C. Withholding of Removal
We review the BIA's decision to deny withholding of removal for substantial evidence. See Del Carmen Molina v. INS, 170 F.3d 1247, 1249 (9th Cir. 1999). An applicant is entitled to withholding of removal under the INA if it is more likely than not that he or she will be persecuted based on one of the protected grounds if returned to the country of removal. See 8 U.S.C. § 1231(b)(3)(A); Kataria v. INS, 232 F.3d 1107, 1113 (9th Cir. 2000); Navas v. INS, 217 F.3d 646, 655 (9th Cir. 2000); 8 C.F.R. § 208.16(c)(2).
The BIA and IJ foreclosed Wang's withholding of removability claims because the IJ found that she was not eligible for asylum. Because Wang has established that she has a well-founded fear of persecution, a presumption arises that she is entitled to withholding of removal if she demonstrates that "it is more likely than not" that she will be subject to persecution if removed. INS v. Stevic, 467 U.S. 407, 424, 104 S.Ct. 2489, 81 L.Ed.2d 321 (1984); INS v. Cardoza-Fonseca, 480 U.S. 421, 430, 107 S.Ct. 1207, 94 L.Ed.2d 434 (1987); Salazar-Paucar, 281 F.3d at 1077. Wang wants to have more children and has taken measures to become pregnant again. She removed the IUD, in direct contravention of China's one-child policy. If removed to China, not only will Wang be subject to forced abortions, but she will be subject to forced sterilization. Being subjected to forced sterilization and forced abortions are severe forms of persecution. Therefore, the record supports a conclusion that there exists a clear probability that Wang would face severe punishment if she returns to China. See Rodriguez-Roman v. INS, 98 F.3d 416, 430-31 (9th Cir. 1996).

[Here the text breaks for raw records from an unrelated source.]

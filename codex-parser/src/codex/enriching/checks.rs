//! Saving throw checks: `DC 18 basic Reflex save` → `@Check[reflex|dc:18|basic] save`

use super::protected::replace_outside_annotations;
use once_cell::sync::Lazy;
use regex::{Captures, Regex};

static CHECK: Lazy<Regex> = Lazy::new(|| {
    Regex::new(
        r"\bDC (?P<dc>\d+) (?:(?P<basic>(?i:basic)) )?(?P<save>(?i:fortitude|reflex|will)) (?P<word>(?i:saving throw|save))",
    )
    .unwrap()
});

/// Annotate saving throw checks. The trailing `save`/`saving throw` is kept verbatim.
pub fn enrich_checks(text: &str) -> String {
    replace_outside_annotations(text, |segment| {
        CHECK
            .replace_all(segment, |caps: &Captures| {
                let basic = if caps.name("basic").is_some() { "|basic" } else { "" };
                format!(
                    "@Check[{}|dc:{}{}] {}",
                    caps["save"].to_lowercase(),
                    &caps["dc"],
                    basic,
                    &caps["word"]
                )
            })
            .into_owned()
    })
}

We reverse the BIA's and the IJ's adverse credibility determination because it is not supported by substantial evidence. We must now decide whether we determine eligibility for asylum and withholding of removal or whether we remand for a determination by the BIA. INS v. Ventura, 537 U.S. 12, 123 S.Ct. 353, 355, 154 L.Ed.2d 272 (2002), counsels that remand to the agency is the proper course except in rare instances. Following the teaching in He, 328 F.3d at 604, we conclude that this is one of the rare instances where we need not remand. In He we found that "if Mr. He's claim that his wife was forcibly sterilized is believed, he is necessarily eligible for asylum under the BIA's interpretation of the INA," id., because "[a] person who has been forced to abort a pregnancy or to undergo forced sterilization," 8 U.S.C. § 1101(a)(42), "is automatically classified as a refugee," He, 328 F.3d at 604. Similarly, whether Wang is eligible for asylum turns entirely on her credibility. Id. If Wang's claim that she was forced to abort two pregnancies and subject to an IUD insertion is believed, she is necessarily eligible for asylum as a political refugee. See 8 U.S.C. § 1001(a)(42). Therefore, "remand for further proceedings to determine whether [Wang] has met the criteria for eligibility is simply unnecessary." He, 328 F.3d at 604. The same holds true for withholding of removal. If Wang's claim that she has been notified that she must be sterilized is believed, she has met the criteria for withholding of removal.
We reverse the BIA decision finding Wang ineligible for asylum since Wang has established her eligibility for asylum with credible, direct and specific evidence of past persecution and has shown a genuine and well-founded fear of future persecution should she return to China. We also find that Wang has met the more stringent standard of withholding of removal because it is more likely than not that she will be persecuted if removed to China. Accordingly, we GRANT the petition for review, VACATE the BIA's denial of withholding of removal and asylum, with instructions that Wang be granted withholding of removal, and REMAND to the Attorney General to exercise his discretion whether to grant asylum.